If anyone could show how it is that neither of a pair of twins has transposition of viscera the whole mystery of division would, I expect, be greatly illuminated.[7] At present we have simply to accept the fact that twins, by virtue of their detachment from each other, have the power of resuming the polarity which is proper to any normal individual. It was nevertheless with great interest that I read Wilder's recent observation[8] that occasionally in identical twins the finger-print of one or both the index-fingers may be reversed, showing that there is after all some truth in the notion that reversal should occur in them.

There is another phenomenon by twinning which, if we could understand it, might help. I refer to the free-martin, the subject of one of John Hunter's masterpieces of anatomical description. In horned cattle twin births are rare, and when twins of opposite sexes are born, the male is perfect and normal, but the reproductive organs of the female are deformed and sterile, being known as a free-martin. The same thing occasionally happens in sheep, suggesting that in sheep also twins may be formed by the division of one ovum; for it is impossible to suppose that mere development in juxtaposition can produce a change of this character. I mention the free-martin because it raises a question of absorbing interest. It is conceivable that we should interpret it by reference to the phenomenon of gynandromorphism, seen occasionally in insects, and also in birds as a great rarity. In the gynandromorph one side of the body is male, the other female. A bullfinch for instance has been described with a sharp line of division down the breast between the red feathers of the cock on one side and the brown feathers of the hen on the other. (Poll, H., SB. Ges. Nat. Fr., Berlin, 1909, p. 338.) In such cases neither side is sexually perfect. If the halves of such a gynandromorph came apart, perhaps one would be a free-martin.

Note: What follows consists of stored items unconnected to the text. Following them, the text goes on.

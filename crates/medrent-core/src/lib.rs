// SPDX-FileCopyrightText: 2026 Medrent Contributors
// SPDX-License-Identifier: MIT OR Apache-2.0

//! Core library for the Medrent client.
//!
//! This crate provides the error taxonomy, the session and notification
//! types, and the storage trait used throughout the workspace.

pub mod error;
pub mod traits;
pub mod types;

// Re-export key items at crate root for ergonomic imports.
pub use error::{FieldErrors, MedrentError};
pub use traits::TokenStore;
pub use types::{Notification, Role, SessionEvent, SessionState, TokenPair, UserIdentity};

#[cfg(test)]
mod tests {
    use super::*;

    #[test]
    fn medrent_error_has_all_variants() {
        let _credentials = MedrentError::InvalidCredentials("bad".into());
        let _expired = MedrentError::AuthExpired("refresh rejected".into());
        let _unauthorized = MedrentError::Unauthorized("401".into());
        let _network = MedrentError::Network {
            message: "refused".into(),
            source: None,
        };
        let _validation = MedrentError::validation("bad form");
        let _denied = MedrentError::PermissionDenied("admin only".into());
        let _not_found = MedrentError::NotFound("order 9".into());
        let _server = MedrentError::Server {
            status: 500,
            message: "boom".into(),
        };
        let _timeout = MedrentError::Timeout {
            duration: std::time::Duration::from_secs(30),
        };
        let _cancelled = MedrentError::Cancelled;
        let _config = MedrentError::Config("test".into());
        let _storage = MedrentError::Storage {
            source: Box::new(std::io::Error::other("test")),
        };
        let _internal = MedrentError::Internal("test".into());
    }

    #[test]
    fn token_store_is_object_safe() {
        fn _assert_dyn(_: &dyn TokenStore) {}
    }
}
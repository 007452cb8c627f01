// SPDX-FileCopyrightText: 2026 Medrent Contributors
// SPDX-License-Identifier: MIT OR Apache-2.0

//! Authentication for the Medrent client.
//!
//! [`AuthManager`] owns the login/logout lifecycle on top of an
//! [`ApiClient`](medrent_api::ApiClient) and its session store.

pub mod forms;
pub mod manager;

pub use forms::{PasswordChange, ProfileUpdate, RegistrationRequest};
pub use manager::AuthManager;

The behaviour of homologous twinning in heredity has been little studied. It does not exist as a normal feature in any animal which is amenable to experiment, and we cannot positively assert that a comparable phenomenon exists in plants; for in them—the Orange, for example—polyembryony may evidently be produced by a parthenogenetic development of nucellar tissue. It is possible that in Man twinning is due to a peculiarity of the mother, not of the father. It may and not rarely does descend from mother to daughter, but whether it can be passed on through a male generation to a daughter again, there is not sufficient evidence to show. The facts as far as they go are consistent with the inference which may be drawn from Loeb's experiment, that the twinning of a fertilized ovum may be determined not by the germ-cells which united to form it, but by the environment in which it begins to develop. The opinion that twinning may descend through the male directly has been lately expressed by Dr. J. Oliver in the Eugenics Review (1912), on the evidence of cases in which twins had occurred among the relations of fathers of twins, but I do not know of any comprehensive collection of evidence bearing on the subject.

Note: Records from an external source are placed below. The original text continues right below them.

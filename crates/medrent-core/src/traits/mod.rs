// SPDX-FileCopyrightText: 2026 Medrent Contributors
// SPDX-License-Identifier: MIT OR Apache-2.0

//! Trait seams between the session layer and its persistence backends.
//!
//! Traits use `#[async_trait]` so implementations can be held as
//! `Arc<dyn TokenStore>`.

pub mod store;

pub use store::TokenStore;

Besides twinning of the whole body a comparable duplicity of various parts of the same body may occur. Such divisions affect especially those organs which have an axis of bilateral symmetry, such as the thumb, a cotyledon, a median petal, the frond of a fern or the anal fin of a fish. From the little yet known it is clear that the genetic analysis of these conditions must be very difficult, but evidence of any kind regarding them will be valuable. We want especially to know whether these divisions are due to the addition of some factor or power which enables the part to divide, or whether the division results from the absence of something which in the normal body prevents the part from dividing. Breeding experiments, so far as they go, suggest that the less divided state is usually dominant to the more divided.[9] The two-celled Tomato fruit is dominant to the many-celled type. The Manx Cat's tail, with its suppression of caudal segmentation is a partial dominant over the normal tail. The tail of the Fowl in what is called the "Rumpless" condition is at least superficially comparable with that of the Manx Cat, and though the evidence is not wholly consistent, Davenport obtained facts indicating that this suppressed condition of the caudal vertebrae is an imperfect dominant.[10]

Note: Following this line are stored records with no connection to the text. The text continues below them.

impl std::fmt::Debug for ApiClient {
    fn fmt(&self, f: &mut std::fmt::Formatter<'_>) -> std::fmt::Result {
        f.debug_struct("ApiClient")
            .field("base_url", &self.inner.base_url)
            .field("timeout", &self.inner.timeout)
            .finish()
    }
}

impl ApiClient {
    /// Creates a client over `session` with a private secret registry.
    pub fn new(config: &ApiConfig, session: Arc<SessionStore>) -> Result<Self, MedrentError> {
        Self::with_secrets(config, session, SecretRegistry::new())
    }

    /// Creates a client that records every token it sends in `secrets`, so
    /// a [`RedactingWriter`](crate::redact::RedactingWriter) sharing the
    /// registry can mask them.
    pub fn with_secrets(
        config: &ApiConfig,
        session: Arc<SessionStore>,
        secrets: SecretRegistry,
    ) -> Result<Self, MedrentError> {
        Url::parse(&config.base_url).map_err(|e| {
            MedrentError::Config(format!("invalid api.base_url `{}`: {e}", config.base_url))
        })?;

        let mut headers = HeaderMap::new();
        headers.insert(ACCEPT, HeaderValue::from_static("application/json"));

        let timeout = Duration::from_secs(config.timeout_secs);
        let http = reqwest::Client::builder()
            .default_headers(headers)
            .user_agent(config.user_agent.clone())
            .timeout(timeout)
            .build()
            .map_err(|e| MedrentError::Network {
                message: format!("failed to build HTTP client: {e}"),
                source: Some(Box::new(e)),
            })?;

        Ok(Self {
            inner: Arc::new(ClientInner {
                http,
                base_url: config.base_url.trim_end_matches('/').to_string(),
                timeout,
                session,
                secrets,
                refresh_gate: tokio::sync::Mutex::new(()),
            }),
        })
    }

    pub fn session(&self) -> &Arc<SessionStore> {
        &self.inner.session
    }

    pub fn base_url(&self) -> &str {
        &self.inner.base_url
    }

    pub fn timeout(&self) -> Duration {
        self.inner.timeout
    }

    pub fn secrets(&self) -> &SecretRegistry {
        &self.inner.secrets
    }

    /// Sends a request, renewing the access token once on 401.
    pub async fn send(&self, request: ApiRequest) -> Result<ApiResponse, MedrentError> {
        self.execute(request).await
    }

    /// Like [`ApiClient::send`], but gives up with
    /// [`MedrentError::Cancelled`] as soon as `cancel` fires.
    pub async fn send_cancellable(
        &self,
        request: ApiRequest,
        cancel: &CancellationToken,
    ) -> Result<ApiResponse, MedrentError> {
        tokio::select! {
            biased;
            _ = cancel.cancelled() => {
                debug!(path = %request.path, "request cancelled");
                Err(MedrentError::Cancelled)
            }
            result = self.execute(request.clone()) => result,
        }
    }

    /// One attempt with an explicit token: the session is neither read nor
    /// touched, and a 401 is returned as-is.
    pub async fn send_with_token(
        &self,
        request: ApiRequest,
        token: &SecretString,
    ) -> Result<ApiResponse, MedrentError> {
        let response = self.attempt(&request, Some(token)).await?;
        self.finish(&request, response)
    }

    /// Sends a request and decodes the JSON response.
    pub async fn send_json<T: DeserializeOwned>(
        &self,
        request: ApiRequest,
    ) -> Result<T, MedrentError> {
        self.send(request).await?.json()
    }

    /// Sends a request whose response body is not needed.
    pub async fn send_unit(&self, request: ApiRequest) -> Result<(), MedrentError> {
        self.send(request).await.map(|_| ())
    }

    pub(crate) fn url(&self, request: &ApiRequest) -> Result<Url, MedrentError> {
        let separator = if request.path.starts_with('/') { "" } else { "/" };
        let raw = format!("{}{separator}{}", self.inner.base_url, request.path);
        let mut url = Url::parse(&raw)
            .map_err(|e| MedrentError::Internal(format!("invalid request URL `{raw}`: {e}")))?;
        if !request.query.is_empty() {
            url.query_pairs_mut().extend_pairs(&request.query);
        }
        Ok(url)
    }

    /// One round trip with the given token. Never inspects the status.
    pub(crate) async fn attempt(
        &self,
        request: &ApiRequest,
        token: Option<&SecretString>,
    ) -> Result<ApiResponse, MedrentError> {
        let url = self.url(request)?;
        let request_id = Uuid::new_v4();

        let mut builder = self
            .inner
            .http
            .request(request.method.clone(), url)
            .header("X-Request-Id", request_id.to_string());
        if let Some(body) = &request.body {
            builder = builder.json(body);
        }
        if let Some(token) = token {
            self.inner.secrets.add(token.expose_secret());
            builder = builder.bearer_auth(token.expose_secret());
        }

        let response = builder.send().await.map_err(|e| self.transport_error(e))?;
        let status = response.status();
        let body = response
            .bytes()
            .await
            .map_err(|e| self.transport_error(e))?
            .to_vec();

        debug!(
            method = %request.method,
            path = %request.path,
            status = status.as_u16(),
            request_id = %request_id,
            retried = request.retried,
            "api response"
        );
        Ok(ApiResponse { status, body })
    }

    /// Passes 2xx responses through and maps everything else to an error.
    pub(crate) fn finish(
        &self,
        request: &ApiRequest,
        response: ApiResponse,
    ) -> Result<ApiResponse, MedrentError> {
        if response.status.is_success() {
            return Ok(response);
        }
        Err(error_for_status(
            response.status,
            &response.body,
            &request.path,
            &self.inner.secrets.snapshot(),
        ))
    }

    fn transport_error(&self, e: reqwest::Error) -> MedrentError {
        if e.is_timeout() {
            MedrentError::Timeout {
                duration: self.inner.timeout,
            }
        } else {
            MedrentError::Network {
                message: format!("HTTP request failed: {e}"),
                source: Some(Box::new(e)),
            }
        }
    }
}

Some evidence may also be derived from other examples of differences which at first sight appear to be substantive though they are more probably meristic in ultimate nature. The distinction between the normal and the "Angora" hair of the Rabbit is a case in point. We can scarcely doubt that one of the essential differences between these two types is that in the Angora coat the hair-follicles are more finely divided than they are in the normal coat, and we know that the normal, or less-divided condition, is dominant to the Angora, or more finely divided.


Fig. 3. I, II, III, various degrees of syndactyly affecting the medius and annularis in the hand; IV, syndactyly affecting the index and medius in the foot. (After Annandale.)

In the case of the solid-hoofed or "mule-footed" swine, the evidence shows, as Spillman has lately pointed out,[11] that the condition behaves as a dominant. The essential feature of this abnormality is that the digits III and IV are partially united. The union is greatest peripherally. Sometimes the third phalanges only are joined to form one bone, but the second and even the first phalanges may also be compounded together. Here the variation is obviously meristic and consists in a failure to divide, the normal separation of the median digits of the foot being suppressed.


Fig. 4. Case of complete syndactyly in the foot. II and III, digit apparently representing the index and medius. c2 + c3, bone apparently representing the middle and external cuneiform; cb, cuboid; c1, internal cuneiform. (After Gruber.)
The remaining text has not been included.